So. I may have to subject this pile of pixels and print to the careful eye of a word-by-word editor. I've been convinced I have bad grammar. But grampa wasn't so bad. Sorry. But hey--it's my blog. All I have to do is. Hit the SAVE button like this

February 14, 2006

The Language of Our Work

"When did you first start writing?" I hear the imaginary interviewer asking me, holding a globular microphone in front of my mouth like an ice cream cone, offering me a bite. And in this mock interview, like so many times before, I am entertaining myself with my thoughts as I drive to work. And that fact is the answer to the question. I started writing when I started working.

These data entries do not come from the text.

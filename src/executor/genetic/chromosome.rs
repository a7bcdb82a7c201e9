//! One-gene-per-course chromosome.
//!
//! # Encoding
//!
//! Gene `i` indexes into the class list of course group `i`. The value
//! equal to the group's length means "no class chosen for this course",
//! so every gene vector decodes to at most one class per course.
//!
//! The gene vector is itself the canonical identity of the selection:
//! two different vectors never choose the same class set.

use rand::Rng;

use crate::executor::base::CourseGroup;
use crate::models::ClassId;

/// Score of a chromosome whose classes conflict or that chooses nothing.
pub const INVALID_SCORE: f64 = f64::NEG_INFINITY;

/// Chromosome for the genetic executor.
///
/// Higher score = better schedule.
#[derive(Debug, Clone, PartialEq)]
pub struct ClassChromosome {
    /// Chosen class index per course group.
    pub genes: Vec<usize>,
    /// Fitness (higher = better).
    pub score: f64,
}

impl ClassChromosome {
    /// Creates a chromosome from explicit genes (unscored).
    pub fn new(genes: Vec<usize>) -> Self {
        Self {
            genes,
            score: INVALID_SCORE,
        }
    }

    /// Creates a random chromosome.
    pub fn random<R: Rng>(groups: &[CourseGroup], rng: &mut R) -> Self {
        Self::new(groups.iter().map(|g| random_gene(g, rng)).collect())
    }

    /// Classes chosen by the genes, in course-group order.
    pub fn chosen_classes(&self, groups: &[CourseGroup]) -> Vec<ClassId> {
        self.genes
            .iter()
            .zip(groups)
            .filter_map(|(&gene, group)| group.class_ids.get(gene).copied())
            .collect()
    }

    /// Whether the last evaluation found a feasible schedule.
    pub fn is_valid(&self) -> bool {
        self.score > INVALID_SCORE
    }

    /// Whether every gene is within its group's range.
    pub fn is_well_formed(&self, groups: &[CourseGroup]) -> bool {
        self.genes.len() == groups.len()
            && self
                .genes
                .iter()
                .zip(groups)
                .all(|(&gene, group)| gene <= group.len())
    }
}

/// Random gene for a group: a class index or the "none" value.
pub fn random_gene<R: Rng>(group: &CourseGroup, rng: &mut R) -> usize {
    rng.random_range(0..=group.len())
}

// ======================== Crossover ========================

/// Uniform crossover: each gene position is swapped between the two
/// children with probability `swap_rate`.
pub fn uniform_crossover<R: Rng>(
    p1: &ClassChromosome,
    p2: &ClassChromosome,
    swap_rate: f64,
    rng: &mut R,
) -> (ClassChromosome, ClassChromosome) {
    let mut c1 = p1.genes.clone();
    let mut c2 = p2.genes.clone();
    for (a, b) in c1.iter_mut().zip(c2.iter_mut()) {
        if rng.random_bool(swap_rate) {
            std::mem::swap(a, b);
        }
    }
    (ClassChromosome::new(c1), ClassChromosome::new(c2))
}

// ======================== Mutation ========================

/// Reset mutation: each gene is re-randomized with probability `rate`.
pub fn reset_mutation<R: Rng>(
    chromosome: &mut ClassChromosome,
    groups: &[CourseGroup],
    rate: f64,
    rng: &mut R,
) {
    for (gene, group) in chromosome.genes.iter_mut().zip(groups) {
        if rng.random_bool(rate) {
            *gene = random_gene(group, rng);
        }
    }
}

Not the teaching at the community college; I told my stories then often enough, to my students--at least the stories and yarns that had to do with nature and the environment. I really started writing when I started working in physical therapy; when I drove away from my private life of stories and into a public life where I was only one thing: an objective-scientific, highly discrete, highly focused healer where my stories were left at the door.

I started writing on the way to such a day, creating paragraphs, phrases, metaphors behind the wheel, and when I got inside the doors of the hospital or clinic, they all dissolved like snowflakes in sun. Even so, that was where I started putting words together.
Image copyright Fred First
And so as I drove to my current part-time clinical job the other day, I sulked as I mused my anecdotes to myself, knowing in a half hour, I would become Fred First, PT--no stories, no fragments, no tales of the dog or the creek or the ravages of mountaintop removal. That was the part about this work that I could not take again, full time. It leaves too many words unwritten, too many heartfelt impulses unfulfilled, too little of me at the gut level.

I walked into the clinic, put my satchel down, got out the laptop and was about to lay it down on my two feet of 'desk' space, but there was a small sack with my name on it. Curious. I opened it up. Inside, the evidence that what I have just told you is not entirely true. While working on total hip replacement exercises with an older patient over the couple of weeks I've been a therapist again, we HAVE talked--about her painting, about my writing, about what in the world is going on out there. Inside the little bag, a book: Eats Shoots and Leaves. She had brightened one day when I told her I was an aspiring writer. "You have to read this book" she said. And now she made sure I could.

Language. Yes, it is about the kind of language we use in our work. Teaching, for me, gives voice to it, therapy less so. But these days, I have struck a good balance and find my own voice (which includes photography) on those days when I'm not listening to that of my patients, and totally focused on their well-being and its documentation to keep the bean counters happy. This seems to be about the right mix of head and heart. I am a fortunate fella. Balance is a hard thing to come by.

Whack-a-Mole

Image copyright Fred First

It's not just about distance. There is the spin, the acceleration, the release, the follow-through. The mole toss is not a sport of brute strength, oh no. It is a matter of finesse and style, of honor and great tradition. Not to deny that there is great beauty in a toss perfectly executed by an athlete in his prime. Still, it is the breed he represents, not himself in this action shot, a proud moment.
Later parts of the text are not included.